Therefore, we thought it was important to analyze the interactions among the five factors: childhood abuse, neuroticism, social support, coping style, and depressive symptoms. Previous studies have documented that the effects of childhood abuse on depressive symptoms and the mediating factors between them were analogous both in MDD patients and general adults (Enns et al., 2000; Nakai et al., 2014, 2015; Toda et al., 2016; Ono Y. et al., 2017). No study has ever included all the four risk factors in one path analysis to detect the influence order and calculate the total effect of them on the depressive symptoms. This research aims to establish a SEM and examine the direct and indirect relationships among childhood abuse, neuroticism personality, social support, coping strategies, and depression symptoms in the population covering general adults, depressed patients, bipolar disorder patients, and high risk population for depression. SEM can provide theory-based models for understanding complicated relationships between multiple factors and further clarify the etiology of depressive symptoms affected or caused by childhood maltreatment. Based on previous findings from the literatures, we build a theoretical model (Figure 1) and hypothesized that childhood abuse affects depressive symptoms through neuroticism, social support, and coping style in turn.

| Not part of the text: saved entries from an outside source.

use bme280::i2c::BME280;
use esp_hal::gpio::AnyPin;
use esp_hal::{
    delay::Delay,
    gpio::{Input, InputConfig, Pull},
    i2c::master::{Config as I2cConfig, I2c},
    peripherals::{I2C0, I2C1},
    time::Rate,
};

use crate::error::{DisplayError, SensorError};
use crate::model::Reading;
use crate::scheduler::Buttons;
use crate::traits::SensorSource;

pub struct Bme280Sensor<'a> {
    bme: BME280<I2c<'a, esp_hal::Blocking>>,
    delay: Delay,
    ready: bool,
}

impl<'a> Bme280Sensor<'a> {
    pub fn new<SDA, SCL>(i2c_periph: I2C0<'a>, sda: SDA, scl: SCL) -> Result<Self, SensorError>
    where
        SDA: Into<AnyPin<'a>>,
        SCL: Into<AnyPin<'a>>,
    {
        let i2c = I2c::new(
            i2c_periph,
            I2cConfig::default().with_frequency(Rate::from_khz(100)),
        )
        .map_err(|_| SensorError::Bus)?
        .with_sda(sda.into())
        .with_scl(scl.into());

        // SDO low: 0x76
        Ok(Self {
            bme: BME280::new_primary(i2c),
            delay: Delay::new(),
            ready: false,
        })
    }

    pub fn is_ready(&self) -> bool {
        self.ready
    }

    pub fn init(&mut self) -> Result<(), SensorError> {
        match self.bme.init(&mut self.delay) {
            Ok(()) => {
                self.ready = true;
                log::info!("[SENSOR] BME280 initialized");
                Ok(())
            }
            Err(e) => {
                self.ready = false;
                log::warn!("[SENSOR] BME280 init failed: {:?}", e);
                Err(SensorError::NotReady)
            }
        }
    }
}

impl SensorSource for Bme280Sensor<'_> {
    fn read(&mut self) -> Result<Reading, SensorError> {
        // A sensor missing at boot gets one init attempt per cycle.
        if !self.ready {
            self.init()?;
        }
        let m = self.bme.measure(&mut self.delay).map_err(|e| {
            log::warn!("[SENSOR] measure failed: {:?}", e);
            SensorError::Bus
        })?;
        Ok(Reading {
            temperature_c: m.temperature,
            humidity_pct: m.humidity,
        })
    }
}

pub struct SSD1306Hardware<'a> {
    pub i2c: I2c<'a, esp_hal::Blocking>,
}

impl<'a> SSD1306Hardware<'a> {
    pub fn new<SDA, SCL>(i2c_periph: I2C1<'a>, sda: SDA, scl: SCL) -> Result<Self, DisplayError>
    where
        SDA: Into<AnyPin<'a>>,
        SCL: Into<AnyPin<'a>>,
    {
        let i2c = I2c::new(
            i2c_periph,
            I2cConfig::default().with_frequency(Rate::from_khz(400)),
        )
        .map_err(|_| DisplayError::Bus)?
        .with_sda(sda.into())
        .with_scl(scl.into());

        Ok(Self { i2c })
    }
}

/// Sending button idles high (pull-up), the other two idle low (pull-down)
pub fn button_inputs<'a, S, B, T>(sending: S, brightness: B, status: T) -> Buttons<Input<'a>>
where
    S: Into<AnyPin<'a>>,
    B: Into<AnyPin<'a>>,
    T: Into<AnyPin<'a>>,
{
    let pull_up = InputConfig::default().with_pull(Pull::Up);
    let pull_down = InputConfig::default().with_pull(Pull::Down);
    Buttons {
        sending: Input::new(sending.into(), pull_up),
        brightness: Input::new(brightness.into(), pull_down),
        status: Input::new(status.into(), pull_down),
    }
}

Figure 1. The hypothesis. SEM of the hypothesis of this study. In this model, childhood abuse, neuroticism, social support, and coping style predict depressive symptoms.
Materials and Methods
This study was conducted between January 2014 and December 2017. Depressed patients and bipolar disorder patients were recruited from outpatient clinic of Beijing Anding Hospital. Beijing Anding Hospital is a university-affiliated teaching hospital in China that serves a population of approximately 19 million people and has 1100 outpatient visits daily. Volunteers for general adults and high risk population for depression were recruited through advertisement in communities and the hospital.
Patients with depression were eligible for the study if they were: (1) male or female aged 18–55 years, inpatient or outpatient; (2) met DSM-IV diagnostic criteria for depression and ascertained by the Chinese version of the MINI Version 5.0 modules on major depression; (3) not being treated with any psychiatric medications (e.g., antidepressants) in the last 2 weeks; (4) primary school education level or above; (5) patient or legal guardian signed the informed consent; and (6) course of disease is more than 8 years, experienced at least three depressive episodes, with no history of mania or hypomania. The exclusion criteria for patients with depression were: (1) current or previous diagnosis of other psychiatric disorders (e.g., schizophrenia); (2) depressive disorder secondary to organic etiology; (3) severe and unstable physical disease leading to inability to complete the questionnaire survey and assessment; (4) history of alcohol or psychoactive substance abuse within the last year; (5) pregnancy, lactation, or use of contraceptive drugs; (6) current serious suicidal thoughts; (7) epilepsy and other organic brain disorders; and (8) treatment with twitch or magnetic stimulation treatment in the past 3 months.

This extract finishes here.